■ **Exercise details**
Could you reproduce, word for word, everything below from the line containing "a driving route between two points" down to the line containing "covering a location", with both of those lines included and no others?
***** Data
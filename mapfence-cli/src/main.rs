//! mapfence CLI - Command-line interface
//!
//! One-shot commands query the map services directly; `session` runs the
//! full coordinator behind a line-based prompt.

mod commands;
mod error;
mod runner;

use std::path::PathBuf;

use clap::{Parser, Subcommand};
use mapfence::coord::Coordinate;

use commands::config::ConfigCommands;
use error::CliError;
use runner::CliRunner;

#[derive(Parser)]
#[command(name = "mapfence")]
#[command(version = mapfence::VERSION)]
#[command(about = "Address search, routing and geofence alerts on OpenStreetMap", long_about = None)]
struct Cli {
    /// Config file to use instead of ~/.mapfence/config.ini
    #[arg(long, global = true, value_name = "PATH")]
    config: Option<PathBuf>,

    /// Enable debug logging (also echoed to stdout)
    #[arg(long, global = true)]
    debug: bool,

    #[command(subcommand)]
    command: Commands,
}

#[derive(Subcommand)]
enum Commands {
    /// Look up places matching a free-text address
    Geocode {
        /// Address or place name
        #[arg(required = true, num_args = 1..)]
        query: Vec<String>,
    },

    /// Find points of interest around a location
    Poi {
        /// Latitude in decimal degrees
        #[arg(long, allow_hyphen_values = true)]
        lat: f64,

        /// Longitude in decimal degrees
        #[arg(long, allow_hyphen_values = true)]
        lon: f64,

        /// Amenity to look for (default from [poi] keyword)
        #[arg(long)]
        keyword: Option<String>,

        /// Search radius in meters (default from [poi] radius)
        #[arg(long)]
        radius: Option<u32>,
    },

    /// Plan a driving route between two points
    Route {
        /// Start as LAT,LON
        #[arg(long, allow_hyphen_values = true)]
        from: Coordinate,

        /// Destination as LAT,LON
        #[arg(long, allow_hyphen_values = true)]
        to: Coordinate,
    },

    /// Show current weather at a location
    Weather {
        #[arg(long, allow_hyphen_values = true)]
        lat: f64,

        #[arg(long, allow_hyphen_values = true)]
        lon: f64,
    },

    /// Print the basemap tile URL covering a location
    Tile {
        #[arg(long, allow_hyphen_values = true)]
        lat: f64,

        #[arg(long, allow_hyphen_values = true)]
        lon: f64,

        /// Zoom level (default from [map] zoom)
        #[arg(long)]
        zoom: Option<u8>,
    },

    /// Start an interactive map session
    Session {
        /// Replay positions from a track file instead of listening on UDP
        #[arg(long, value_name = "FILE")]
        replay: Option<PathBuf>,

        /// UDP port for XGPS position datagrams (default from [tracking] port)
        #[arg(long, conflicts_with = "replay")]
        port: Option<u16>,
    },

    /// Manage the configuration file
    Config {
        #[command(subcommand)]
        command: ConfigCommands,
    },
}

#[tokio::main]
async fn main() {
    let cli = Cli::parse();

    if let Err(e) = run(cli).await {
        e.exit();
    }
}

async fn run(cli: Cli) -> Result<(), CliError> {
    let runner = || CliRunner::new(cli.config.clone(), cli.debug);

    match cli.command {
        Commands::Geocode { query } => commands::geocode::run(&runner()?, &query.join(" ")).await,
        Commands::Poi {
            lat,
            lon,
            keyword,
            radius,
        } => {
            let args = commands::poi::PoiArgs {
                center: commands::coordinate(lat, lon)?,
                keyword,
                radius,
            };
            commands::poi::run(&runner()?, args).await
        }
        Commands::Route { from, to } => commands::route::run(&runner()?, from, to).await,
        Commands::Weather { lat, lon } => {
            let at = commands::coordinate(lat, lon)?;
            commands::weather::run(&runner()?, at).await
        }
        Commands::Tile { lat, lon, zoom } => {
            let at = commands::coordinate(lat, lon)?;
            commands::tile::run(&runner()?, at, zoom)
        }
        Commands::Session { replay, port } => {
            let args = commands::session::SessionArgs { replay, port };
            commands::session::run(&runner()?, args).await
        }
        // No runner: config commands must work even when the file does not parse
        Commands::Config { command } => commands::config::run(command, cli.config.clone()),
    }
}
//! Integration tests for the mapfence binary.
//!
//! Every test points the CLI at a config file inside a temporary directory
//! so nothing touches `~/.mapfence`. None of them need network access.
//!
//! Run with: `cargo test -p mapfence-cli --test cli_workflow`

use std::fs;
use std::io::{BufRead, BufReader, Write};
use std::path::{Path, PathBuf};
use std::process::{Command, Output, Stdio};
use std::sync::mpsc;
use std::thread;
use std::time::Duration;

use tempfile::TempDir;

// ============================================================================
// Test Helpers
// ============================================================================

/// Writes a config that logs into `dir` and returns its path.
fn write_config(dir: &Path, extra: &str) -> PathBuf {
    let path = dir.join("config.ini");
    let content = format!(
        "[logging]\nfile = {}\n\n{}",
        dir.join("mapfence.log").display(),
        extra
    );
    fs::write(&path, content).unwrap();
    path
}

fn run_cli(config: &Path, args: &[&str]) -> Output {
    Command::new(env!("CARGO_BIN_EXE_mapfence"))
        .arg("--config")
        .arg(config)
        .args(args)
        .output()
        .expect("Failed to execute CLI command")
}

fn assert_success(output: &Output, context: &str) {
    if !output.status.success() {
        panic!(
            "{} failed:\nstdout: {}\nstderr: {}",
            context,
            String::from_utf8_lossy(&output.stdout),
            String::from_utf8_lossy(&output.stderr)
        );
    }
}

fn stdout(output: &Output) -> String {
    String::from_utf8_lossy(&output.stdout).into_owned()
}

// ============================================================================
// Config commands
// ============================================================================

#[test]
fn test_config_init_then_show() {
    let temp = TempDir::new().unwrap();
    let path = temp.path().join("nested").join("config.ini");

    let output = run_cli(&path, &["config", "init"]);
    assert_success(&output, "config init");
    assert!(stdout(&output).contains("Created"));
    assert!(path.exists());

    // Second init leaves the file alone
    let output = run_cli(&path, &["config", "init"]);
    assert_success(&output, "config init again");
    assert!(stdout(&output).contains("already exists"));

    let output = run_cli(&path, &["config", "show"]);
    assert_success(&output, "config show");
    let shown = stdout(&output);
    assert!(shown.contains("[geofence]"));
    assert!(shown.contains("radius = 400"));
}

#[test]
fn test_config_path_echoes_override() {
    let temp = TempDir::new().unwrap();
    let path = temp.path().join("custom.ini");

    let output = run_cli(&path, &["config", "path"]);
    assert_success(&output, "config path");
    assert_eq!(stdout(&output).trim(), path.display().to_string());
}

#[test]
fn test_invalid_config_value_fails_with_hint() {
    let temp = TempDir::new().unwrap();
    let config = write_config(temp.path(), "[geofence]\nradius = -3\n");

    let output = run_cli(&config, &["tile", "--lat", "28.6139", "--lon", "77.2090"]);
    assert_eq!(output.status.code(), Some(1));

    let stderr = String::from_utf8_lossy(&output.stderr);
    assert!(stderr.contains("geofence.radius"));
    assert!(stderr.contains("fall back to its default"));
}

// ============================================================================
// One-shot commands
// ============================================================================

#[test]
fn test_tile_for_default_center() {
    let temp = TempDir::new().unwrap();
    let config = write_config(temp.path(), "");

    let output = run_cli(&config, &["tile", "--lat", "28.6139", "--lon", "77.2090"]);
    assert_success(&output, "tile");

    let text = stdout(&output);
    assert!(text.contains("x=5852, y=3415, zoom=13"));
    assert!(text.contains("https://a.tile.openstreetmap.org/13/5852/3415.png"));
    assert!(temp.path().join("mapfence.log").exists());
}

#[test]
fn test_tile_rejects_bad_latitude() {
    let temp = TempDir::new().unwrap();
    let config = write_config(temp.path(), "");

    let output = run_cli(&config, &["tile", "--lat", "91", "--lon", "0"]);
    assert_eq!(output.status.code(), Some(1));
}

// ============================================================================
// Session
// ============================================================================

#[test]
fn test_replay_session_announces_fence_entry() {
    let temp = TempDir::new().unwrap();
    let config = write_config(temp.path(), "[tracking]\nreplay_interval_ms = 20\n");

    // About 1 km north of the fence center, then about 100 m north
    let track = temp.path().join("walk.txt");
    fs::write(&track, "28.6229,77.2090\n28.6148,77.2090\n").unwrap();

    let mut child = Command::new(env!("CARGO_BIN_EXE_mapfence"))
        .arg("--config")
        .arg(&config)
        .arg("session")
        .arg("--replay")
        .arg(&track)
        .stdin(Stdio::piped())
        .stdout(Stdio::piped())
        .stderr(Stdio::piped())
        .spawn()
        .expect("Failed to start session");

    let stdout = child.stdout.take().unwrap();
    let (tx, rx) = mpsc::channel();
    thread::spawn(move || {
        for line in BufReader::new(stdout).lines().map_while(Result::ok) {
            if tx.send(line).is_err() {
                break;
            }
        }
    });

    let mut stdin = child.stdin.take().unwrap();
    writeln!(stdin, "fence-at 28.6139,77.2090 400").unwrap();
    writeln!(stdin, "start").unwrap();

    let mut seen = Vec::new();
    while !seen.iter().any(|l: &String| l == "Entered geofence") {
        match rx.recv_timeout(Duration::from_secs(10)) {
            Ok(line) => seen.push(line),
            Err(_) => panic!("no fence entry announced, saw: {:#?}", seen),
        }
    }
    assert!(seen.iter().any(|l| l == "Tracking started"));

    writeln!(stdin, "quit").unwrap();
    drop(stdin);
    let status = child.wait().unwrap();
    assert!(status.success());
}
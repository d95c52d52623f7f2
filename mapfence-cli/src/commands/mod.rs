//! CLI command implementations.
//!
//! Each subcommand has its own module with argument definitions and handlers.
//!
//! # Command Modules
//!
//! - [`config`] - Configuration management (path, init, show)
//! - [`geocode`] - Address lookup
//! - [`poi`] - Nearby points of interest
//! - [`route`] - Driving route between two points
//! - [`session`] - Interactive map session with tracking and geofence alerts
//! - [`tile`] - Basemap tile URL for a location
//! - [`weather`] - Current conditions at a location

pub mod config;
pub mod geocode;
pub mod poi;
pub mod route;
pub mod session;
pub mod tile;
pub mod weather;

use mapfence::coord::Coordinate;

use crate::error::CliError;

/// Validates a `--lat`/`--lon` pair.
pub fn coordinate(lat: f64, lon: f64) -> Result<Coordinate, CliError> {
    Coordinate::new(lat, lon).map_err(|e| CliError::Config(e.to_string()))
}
**********
■ **Your solution**
    /// Plan a driving route between two points
    Route {
        /// Start as LAT,LON
        #[arg(long, allow_hyphen_values = true)]
        from: Coordinate,

        /// Destination as LAT,LON
        #[arg(long, allow_hyphen_values = true)]
        to: Coordinate,
    },

    /// Show current weather at a location
    Weather {
        #[arg(long, allow_hyphen_values = true)]
        lat: f64,

        #[arg(long, allow_hyphen_values = true)]
        lon: f64,
    },

    /// Print the basemap tile URL covering a location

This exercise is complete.